While bigwigs below were wrapping up a news conference outside late Wednesday morning, the falcons overhead were busy driving a hawk into the ground. It smashed full-speed into the middle of Delaware Avenue and would have been struck by a car had the street not been closed to traffic at that moment.
An extraordinary set of factors -- including a construction worker who just happened to know how to handle wild birds and some emergency help from the Erie County SPCA Wildlife Center -- will allow one very luck red-tailed hawk to live to fight another day.
The scene unfolded Wednesday with top city officials, including Mayor Byron W. Brown, standing in front of the Statler to announce the removal of a sidewalk barricade as improvements to the historic building's exterior get under way.

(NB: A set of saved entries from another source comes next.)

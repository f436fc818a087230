use classdex::logging::init_tracing;
use classdex::router::init_router;
use classdex::state::init_app_state;
use dotenvy::dotenv;

#[tokio::main]
async fn main() {
    dotenv().ok();

    init_tracing();

    let state = init_app_state().await;
    let app = init_router(state);

    let listener = tokio::net::TcpListener::bind("0.0.0.0:3000").await.unwrap();
    println!("🚀 Server running on http://localhost:3000");
    println!("📚 Swagger UI available at http://localhost:3000/swagger-ui");
    axum::serve(listener, app)
        .with_graceful_shutdown(shutdown_signal())
        .await
        .unwrap();
}

async fn shutdown_signal() {
    tokio::signal::ctrl_c()
        .await
        .expect("Failed to install ctrl-c handler");
}
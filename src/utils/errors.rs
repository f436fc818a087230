use anyhow::Error;
use axum::{
    Json,
    http::StatusCode,
    response::{IntoResponse, Response},
};
use serde_json::json;

#[derive(Debug)]
pub struct AppError {
    pub status: StatusCode,
    pub error: Error,
}

impl AppError {
    pub fn new<E>(status: StatusCode, err: E) -> Self
    where
        E: Into<Error>,
    {
        Self {
            status,
            error: err.into(),
        }
    }

    pub fn internal<E>(err: E) -> Self
    where
        E: Into<Error>,
    {
        Self::new(StatusCode::INTERNAL_SERVER_ERROR, err)
    }

    pub fn not_found<E>(err: E) -> Self
    where
        E: Into<Error>,
    {
        Self::new(StatusCode::NOT_FOUND, err)
    }

    pub fn bad_request<E>(err: E) -> Self
    where
        E: Into<Error>,
    {
        Self::new(StatusCode::BAD_REQUEST, err)
    }

    pub fn database<E>(err: E) -> Self
    where
        E: Into<Error>,
    {
        Self::new(StatusCode::INTERNAL_SERVER_ERROR, err)
    }
}

impl IntoResponse for AppError {
    fn into_response(self) -> Response {
        // Server-side failures keep their detail in the logs; the response
        // body stays generic.
        let message = if self.status.is_server_error() {
            tracing::error!(error = ?self.error, "request failed");
            "Internal server error".to_string()
        } else {
            self.error.to_string()
        };

        let body = Json(json!({
            "error": message
        }));

        (self.status, body).into_response()
    }
}

impl<E> From<E> for AppError
where
    E: Into<Error>,
{
    fn from(err: E) -> Self {
        AppError::internal(err)
    }
}
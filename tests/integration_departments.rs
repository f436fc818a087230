mod common;

use axum::http::StatusCode;
use common::{create_department, create_subject, get_json, setup_test_app};
use sqlx::PgPool;
use uuid::Uuid;

#[sqlx::test(migrations = "./migrations")]
async fn test_list_departments_with_subject_counts(pool: PgPool) {
    let cs = create_department(&pool, "CS", "Computer Science").await;
    create_subject(&pool, cs, "Algorithms", "CS201").await;
    create_subject(&pool, cs, "Databases", "CS301").await;
    create_department(&pool, "MATH", "Mathematics").await;

    let app = setup_test_app(pool);
    let (status, body) = get_json(app, "/api/departments").await;

    assert_eq!(status, StatusCode::OK);
    // Two subjects fan the CS row out through the join; the listing still
    // returns one row per department and counts departments, not joined rows.
    assert_eq!(body["pagination"]["total"], 2);
    assert_eq!(body["data"].as_array().unwrap().len(), 2);

    let cs_row = body["data"]
        .as_array()
        .unwrap()
        .iter()
        .find(|d| d["code"] == "CS")
        .expect("CS department missing");
    assert_eq!(cs_row["subject_count"], 2);

    let math_row = body["data"]
        .as_array()
        .unwrap()
        .iter()
        .find(|d| d["code"] == "MATH")
        .expect("MATH department missing");
    assert_eq!(math_row["subject_count"], 0);
}

#[sqlx::test(migrations = "./migrations")]
async fn test_search_matches_name_or_code(pool: PgPool) {
    create_department(&pool, "CS", "Computer Science").await;
    create_department(&pool, "MATH", "Mathematics").await;

    let app = setup_test_app(pool);

    let (status, body) = get_json(app.clone(), "/api/departments?search=comput").await;
    assert_eq!(status, StatusCode::OK);
    assert_eq!(body["pagination"]["total"], 1);
    assert_eq!(body["data"][0]["code"], "CS");

    // Code column participates in the same OR group
    let (status, body) = get_json(app, "/api/departments?search=MATH").await;
    assert_eq!(status, StatusCode::OK);
    assert_eq!(body["pagination"]["total"], 1);
    assert_eq!(body["data"][0]["name"], "Mathematics");
}

#[sqlx::test(migrations = "./migrations")]
async fn test_search_treats_wildcards_literally(pool: PgPool) {
    create_department(&pool, "HUB1", "50%-Hub").await;
    create_department(&pool, "HUB2", "500-Hub").await;

    let app = setup_test_app(pool);

    // An unescaped %50%-Hub% pattern would match both rows.
    let (status, body) = get_json(app.clone(), "/api/departments?search=50%25-Hub").await;
    assert_eq!(status, StatusCode::OK);
    assert_eq!(body["pagination"]["total"], 1);
    assert_eq!(body["data"][0]["name"], "50%-Hub");

    let (_, body) = get_json(app, "/api/departments?search=500-Hub").await;
    assert_eq!(body["pagination"]["total"], 1);
    assert_eq!(body["data"][0]["name"], "500-Hub");
}

#[sqlx::test(migrations = "./migrations")]
async fn test_pagination_window_and_total_pages(pool: PgPool) {
    for i in 0..3 {
        create_department(&pool, &format!("D{i}"), &format!("Department {i}")).await;
    }

    let app = setup_test_app(pool);
    let (status, body) = get_json(app, "/api/departments?page=2&limit=2").await;

    assert_eq!(status, StatusCode::OK);
    assert_eq!(body["data"].as_array().unwrap().len(), 1);
    assert_eq!(body["pagination"]["page"], 2);
    assert_eq!(body["pagination"]["limit"], 2);
    assert_eq!(body["pagination"]["total"], 3);
    assert_eq!(body["pagination"]["total_pages"], 2);
}

#[sqlx::test(migrations = "./migrations")]
async fn test_non_numeric_pagination_falls_back_to_defaults(pool: PgPool) {
    create_department(&pool, "CS", "Computer Science").await;

    let app = setup_test_app(pool);
    let (status, body) = get_json(app, "/api/departments?page=abc&limit=-5").await;

    assert_eq!(status, StatusCode::OK);
    assert_eq!(body["pagination"]["page"], 1);
    // Negative limits clamp to the floor rather than erroring
    assert_eq!(body["pagination"]["limit"], 1);
}

#[sqlx::test(migrations = "./migrations")]
async fn test_department_detail(pool: PgPool) {
    let cs = create_department(&pool, "CS", "Computer Science").await;
    create_subject(&pool, cs, "Algorithms", "CS201").await;

    let app = setup_test_app(pool);
    let (status, body) = get_json(app, &format!("/api/departments/{cs}")).await;

    assert_eq!(status, StatusCode::OK);
    assert_eq!(body["data"]["code"], "CS");
    assert_eq!(body["data"]["subject_count"], 1);
}

#[sqlx::test(migrations = "./migrations")]
async fn test_department_detail_not_found(pool: PgPool) {
    let app = setup_test_app(pool);
    let (status, _) = get_json(app, &format!("/api/departments/{}", Uuid::new_v4())).await;
    assert_eq!(status, StatusCode::NOT_FOUND);
}

#[sqlx::test(migrations = "./migrations")]
async fn test_malformed_department_id_is_bad_request(pool: PgPool) {
    let app = setup_test_app(pool);
    let (status, _) = get_json(app, "/api/departments/not-a-uuid").await;
    assert_eq!(status, StatusCode::BAD_REQUEST);
}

As the news conference was wrapping up, two construction workers from the federal courthouse project across the street were hauling debris outside. One of them, Jack Malecki, turned just in time to see a hawk driven into the pavement.
Croce saw Malecki crouching in the middle of Delaware Avenue. He called over a police officer.
"It just looked like he was acting suspicious," Croce said.
By this time, Malecki had picked the hawk up and set it down on the courthouse sidewalk.
Malecki, a foreman with DeSpirt Mosaic and Marble Co., was working on the courthouse building's terrazzo stone floor. He also happens to keep a peacock and pea hens at his home near Newfane and has plenty of bird-handling experience.
He asked a friend for a shirt, covered the hawk and held it by the legs while the DEC was contacted.
Croce and the police officer questioned Malecki and were relieved to hear the injured bird wasn't one of the two Statler falcons. Croce said he was equally thrilled that Malecki had gone out of his way to save the downed hawk.
"It was such a beautiful bird," he said. "This hawk was fabulous. It was big. It was gorgeous. I'd never seen anything like it in my entire life."
Minutes later, Connie Adams, a wildlife biologist with the state Department of Environmental Conservation, had the wounded hawk in a carrier she'd brought with her and drove it to the SPCA Wildlife Center. She didn't hear any movement inside on the way up.
"I was like, 'Oh my God, it's dead,'" she said.
But when SPCA officials looked inside the carrier, the hawk was breathing.
The animal suffered from spinal shock from hitting the street, leaving it temporarily paralyzed, said Assistant Wildlife Administrator Beverly Jones. SPCA employees infused the bird with anti-inflammatory medication, gave it fluids and left it in an oxygen chamber overnight.
By Thursday morning, the bird was standing.
Jones said the hawk is a female and only about a year old -- it's missing the signature red tail feathers that the mature hawks get when they are two years old.
The SPCA probably will keep the bird another week or so to make sure it's truly fine before they attempt to release it back into the city.
"She's going to be OK," Adams said. "What that teaches you is, you don't want to be a red-tailed hawk flying near a peregrine falcon's nest."
Erie County SPCA doctor Karen Moran gives a Red Tail Hawk an examination and administers fluids and food Thursday, one day after the peregrine falcons on the Statler Building drove the red-tailed hawk from the sky and into the sidewalk in front of the Federal Courthouse building.